第五章 猪口直衛、アメリカの大地に立つ その2

 かつて、移民の玄関口だったボストンは差別主義が横行する場所であった。


 特にペストが大流行したときは『魔女が飼っている黒猫がペストを流行らせた』と喧伝された。


 実際は逆でペストを運ぶネズミを黒猫が食べていた。


 しかし、科学の進歩していなかった時代の話である。


 科学よりも宗教こそが真理だった。



 その暗部を忘れないために『魔女博物館セイラム・ギャラリー』はある。


 猪口は受付でチケットを買い求め、出入り口に出した。


 暇そうな男性だが制服を着ていた。


 警備員だろうか?


「観光できたの?」


 鋭い眼光が猪口を射抜く。


「は……はい」


「パスポートある?」


「はい、どうぞ」


 猪口は慌てて肩から掛けていた鞄からパスポートを出した。


「へぇ、日本から来たのか……また、珍奇なところへ……」



 平和で秩序の良い日本と違い、外国は基本的に人を見たら警戒する。


 無差別テロから窃盗まで犯罪なら何でもありだ。


 だから、警備が厳重になるのもわかる。


 

 ふと、パスポートを見ていた警備員の顔がニヤッとした。


 そして、チケットの切れ目にバンッと日付の入った判を押し、半分にちぎって半券を渡した。


 この時の猪口の感想。


『え? そんなシンプルでいいの?』


 この男、警戒しすぎて一時間以上尋問を受けると思っていたのだ。



 中は誰もなく淡々としていた。


 案内用の音声ガイドを聞きながら歩く。


 歩きながら猪口は『そうか、魔女は日本でいう陰陽師みたいなものだったんだぁ』と感じた。



 魔女も陰陽師も元は天気や呪いを操るものだとされていた。


 ただ、陰陽師は男の職業で皇族などの後ろ盾があったのに対して、魔女は移民先の先住民たちの神を祭っていた。


 これが、一神教、キリスト教の教えに反した。


 加えて、科学黎明期において魔女という存在は科学者にとっては脅威だった。



 じっくり、魔女が使った(であろう)箒や大釜を見物して鑑定眼のない猪口は英語のナレーションを聞きながら感心してみていた。
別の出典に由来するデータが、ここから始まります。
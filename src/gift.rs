//! Gift reveal gating.
//!
//! The reveal stage only moves through [`Experience::advance_gift_reveal`].
//! This module turns the stage plus the letter / scene gates into model
//! visibility and the prompt that offers the next gift.

use crate::store::{ENVELOPE_BLOOM, Experience, MAX_GIFT_STAGE, ModelKey};

/// Which scene models are shown this frame.
#[derive(Debug, Clone, Copy, PartialEq, Eq)]
#[allow(missing_docs)]
pub struct ModelVisibility {
    pub rose: bool,
    pub envelope: bool,
    pub mascot: bool,
    pub photo: bool,
    pub chocolate: bool,
}

impl ModelVisibility {
    /// Visibility of `model`.
    pub fn get(&self, model: ModelKey) -> bool {
        match model {
            ModelKey::Rose => self.rose,
            ModelKey::Envelope => self.envelope,
            ModelKey::Mascot => self.mascot,
            ModelKey::Photo => self.photo,
            ModelKey::Chocolate => self.chocolate,
        }
    }
}

/// Story and reveal gates AND-ed with the debug visibility overrides.
///
/// Gifts unlock in order (mascot, photo, chocolate) at stages 1, 2 and 3,
/// and only once the letter is read and the scene is `climax` or later, so
/// the stage may advance before anything shows.
pub fn model_visibility(exp: &Experience) -> ModelVisibility {
    let debug = exp.visible_models();
    let scene = exp.current_scene();
    let unlocked = exp.has_read_letter() && scene.is_climax_or_later();
    let stage = exp.gift_reveal_stage();

    ModelVisibility {
        rose: debug.rose,
        envelope: exp.bloom_progress() >= ENVELOPE_BLOOM
            && scene.is_flower_or_later()
            && debug.envelope,
        mascot: unlocked && stage >= 1 && debug.mascot,
        photo: unlocked && stage >= 2 && debug.photo,
        chocolate: unlocked && stage >= 3 && debug.chocolate,
    }
}

/// Copy of the "next gift" prompt.
#[derive(Debug, Clone, Copy, PartialEq, Eq)]
pub struct GiftPrompt {
    /// Stage the prompt advances from.
    pub stage: u8,
    /// Card heading.
    pub title: &'static str,
    /// Line under the heading.
    pub description: &'static str,
    /// Button copy.
    pub button: &'static str,
}

/// Prompt offering the next gift, while any remain and the gifts are
/// unlocked.
pub fn gift_prompt(exp: &Experience) -> Option<GiftPrompt> {
    let stage = exp.gift_reveal_stage();
    if !exp.has_read_letter()
        || !exp.current_scene().is_climax_or_later()
        || stage >= MAX_GIFT_STAGE
    {
        return None;
    }
    let (title, description, button) = match stage {
        0 => ("A special friend...", "is bringing you a gift", "Meet this friend"),
        1 => ("Beautiful moments", "Our memories together", "View memories"),
        _ => ("Sweet like you", "Valentine chocolate, just for you", "Receive chocolate"),
    };
    Some(GiftPrompt {
        stage,
        title,
        description,
        button,
    })
}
 そして、何人もの魔女と猫を茹でた(とされる)釜を見て思わず、両手を合わせ瞑目した。



 出口を出ると、潮の匂いがした。


 空はオレンジ色に染まり、少し肌寒い。


--おお……


 目の前には対岸の高層ビル群がオレンジ色に染まり、輝いていた。


 その絶景に思わず、猪口はスマートフォンを取り出しカメラ機能で写真を撮った。


 文明が生き、死に、甦る。


 それを体現するような荘厳さすらある。


「猪口警部?」


 その声に思わず、振り向く。


「高林……君?」


 猪口は恐る恐る、ブルドックに繋がれた綱によって先導される盲目の男性に声をかけた。


 猪口より背が高く、石動ぐらいの身長がある。


「あ、やっぱり、猪口警部ですか? お久しぶりです」


 盲目ながらも反対の手で彼は敬礼をした。


「いいよ、そこまで畏まらなくても……俺は先月までで警察をやめた民間人だぜ」


「じゃあ……猪口さん?」


「それでいいよ。高林道人たかばやしみちひと君」


 かつての部下の肩をポンポンと猪口は叩いた。